Several years ago, when I was program director of the Institute in Culture and Creation Spirituality (ICCS) at Holy Names University, we were privileged to welcome a number of women religious as students in the program.

Among our students was Sr. Karla Barker OSF, a Franciscan sister from Oldenburg Indiana. Following her graduation, she joined the staff of Springbank Retreat, Center of EcoSpirituality and the Arts in Kingstree, South Carolina. From her new home, our conversations continued.
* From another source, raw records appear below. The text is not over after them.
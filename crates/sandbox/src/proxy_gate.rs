//! Proxy entry for edge-forwarded traffic.
//!
//! The edge forwards user-port requests to the control plane with
//! `x-warden-proxy-port` / `x-warden-proxy-token` headers; this middleware
//! intercepts them ahead of the API router, validates `(port, token)` against
//! the registry, and hands the request to the reverse proxy. Control-plane
//! traffic (no proxy header, or port 3000) falls through to the API.

use axum::{
    extract::{FromRequestParts, Request, State, WebSocketUpgrade},
    http::header,
    middleware::Next,
    response::{IntoResponse, Response},
};

use {
    warden_common::{Severity, log_security_event},
    warden_protocol::{CONTROL_PLANE_PORT, PROXY_PORT_HEADER, PROXY_TOKEN_HEADER},
    warden_proxy::{ForwardContext, relay_websocket, target_ws_url, wants_websocket_upgrade},
};

use crate::{error::ApiError, state::AppState};

fn header_str<'h>(req: &'h Request, name: &str) -> Option<&'h str> {
    req.headers().get(name).and_then(|v| v.to_str().ok())
}

pub async fn proxy_gate(State(state): State<AppState>, req: Request, next: Next) -> Response {
    let Some(port_raw) = header_str(&req, PROXY_PORT_HEADER) else {
        return next.run(req).await;
    };
    let Ok(port) = port_raw.parse::<u16>() else {
        return ApiError::invalid_token().into_response();
    };
    if port == CONTROL_PLANE_PORT {
        // Control-plane traffic is token-exempt and handled by the API router.
        return next.run(req).await;
    }

    let token = header_str(&req, PROXY_TOKEN_HEADER).unwrap_or_default();
    if !state.ports.validate_token(port, token).await {
        log_security_event(
            "INVALID_TOKEN_ACCESS_BLOCKED",
            serde_json::json!({
                "port": port,
                "path": req.uri().path(),
            }),
            Severity::High,
        );
        return ApiError::invalid_token().into_response();
    }

    let forwarded_host = header_str(&req, "x-forwarded-host")
        .or_else(|| {
            req.headers()
                .get(header::HOST)
                .and_then(|v| v.to_str().ok())
        })
        .map(str::to_string);
    let forwarded_proto = header_str(&req, "x-forwarded-proto")
        .unwrap_or("http")
        .to_string();
    let original_url = header_str(&req, "x-original-url")
        .map(str::to_string)
        .unwrap_or_else(|| {
            format!(
                "{}://{}{}",
                forwarded_proto,
                forwarded_host.as_deref().unwrap_or("localhost"),
                req.uri()
            )
        });
    let ctx = ForwardContext {
        port,
        original_url,
        forwarded_host,
        forwarded_proto,
        sandbox_name: state.name().await,
    };

    if wants_websocket_upgrade(req.headers()) {
        let target = target_ws_url(port, req.uri());
        let (mut parts, _body) = req.into_parts();
        return match WebSocketUpgrade::from_request_parts(&mut parts, &()).await {
            Ok(upgrade) => upgrade
                .on_upgrade(move |socket| relay_websocket(socket, target))
                .into_response(),
            Err(rejection) => rejection.into_response(),
        };
    }

    state.proxy.forward(&ctx, req).await
}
Over the years, I was occasionally invited to Springbank to conduct a weekend workshop on my most recent book. And I often came to participate in Holy Week ceremonies (Holy Thursday, Good Friday, and the Easter vigil). Last year, I was present when the Springbank director, Trina McCormick OP, celebrated thirty years of leadership in this sacred place.

Today I write to you from Springbank. Since my retirement from Holy Names, I have been in search of a context for a meaningful ministry. By that, I mean a place where it is possible for me to write, teach, celebrate the Eucharist, and join a living community of faith with wonderful people who share my Catholic tradition. In other words, a place where I can exercise the ministry for which I was ordained more than half a century ago.
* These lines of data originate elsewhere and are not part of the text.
//! Ping, command availability, sandbox name, env vars, and session teardown.

use std::collections::BTreeMap;

use axum::{
    Json,
    extract::{Path, State},
};

use warden_protocol::{
    CommandsPayload, EnvListPayload, EnvSetRequest, MessagePayload, NamePayload, OkEnvelope,
    SetNameRequest,
};

use crate::{error::ApiResult, ok, state::AppState};

/// Tools whose availability `/api/commands` probes.
const PROBED_COMMANDS: &[&str] = &[
    "sh", "bash", "git", "tar", "zstd", "curl", "node", "npm", "python3", "pip3", "make",
];

pub async fn ping() -> Json<OkEnvelope<MessagePayload>> {
    ok(MessagePayload {
        message: "pong".into(),
    })
}

pub async fn commands() -> Json<OkEnvelope<CommandsPayload>> {
    let available_commands: Vec<String> = PROBED_COMMANDS
        .iter()
        .filter(|cmd| which::which(cmd).is_ok())
        .map(|cmd| (*cmd).to_string())
        .collect();
    let count = available_commands.len();
    ok(CommandsPayload {
        available_commands,
        count,
    })
}

pub async fn get_name(State(state): State<AppState>) -> Json<OkEnvelope<NamePayload>> {
    ok(NamePayload {
        name: state.name().await,
    })
}

pub async fn set_name(
    State(state): State<AppState>,
    Json(req): Json<SetNameRequest>,
) -> ApiResult<Json<OkEnvelope<NamePayload>>> {
    state.set_name(&req.name).await?;
    Ok(ok(NamePayload {
        name: Some(req.name),
    }))
}

pub async fn env_list(State(state): State<AppState>) -> Json<OkEnvelope<EnvListPayload>> {
    let env: BTreeMap<String, String> = state.env_vars().await;
    let count = env.len();
    ok(EnvListPayload { env, count })
}

pub async fn env_set(
    State(state): State<AppState>,
    Json(req): Json<EnvSetRequest>,
) -> ApiResult<Json<OkEnvelope<MessagePayload>>> {
    state.set_env_var(&req.name, &req.value).await?;
    Ok(ok(MessagePayload {
        message: format!("env var '{}' set", req.name),
    }))
}

pub async fn env_delete(
    State(state): State<AppState>,
    Path(name): Path<String>,
) -> ApiResult<Json<OkEnvelope<MessagePayload>>> {
    let removed = state.remove_env_var(&name).await?;
    let message = if removed {
        format!("env var '{name}' removed")
    } else {
        format!("env var '{name}' was not set")
    };
    Ok(ok(MessagePayload { message }))
}

pub async fn session_delete(
    State(state): State<AppState>,
    Path(id): Path<String>,
) -> Json<OkEnvelope<MessagePayload>> {
    let removed = state.sessions.remove(&id).await;
    let message = if removed {
        format!("session '{id}' cleared")
    } else {
        format!("session '{id}' was not active")
    };
    ok(MessagePayload { message })
}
Here in this monastery of live oaks, I remember the energy that flowed through my activities in the years following Vatican II. I am also here to accomplish things that remain unfinished in my life.

As I reread the works of Pierre Teilhard de Chardin SJ and Thomas Berry CP, I realize that we have great work yet to accomplish. It is the work needed at a great cosmological Exodus moment. In this historic moment, we move from the static world of Newton, Descartes, and Bacon into the sacred time Thomas termed the Ecozoic era. In this grand new era, we—and more importantly, our children—will be participants in a community that will be understood through its mutually enhancing relationship with the Earth.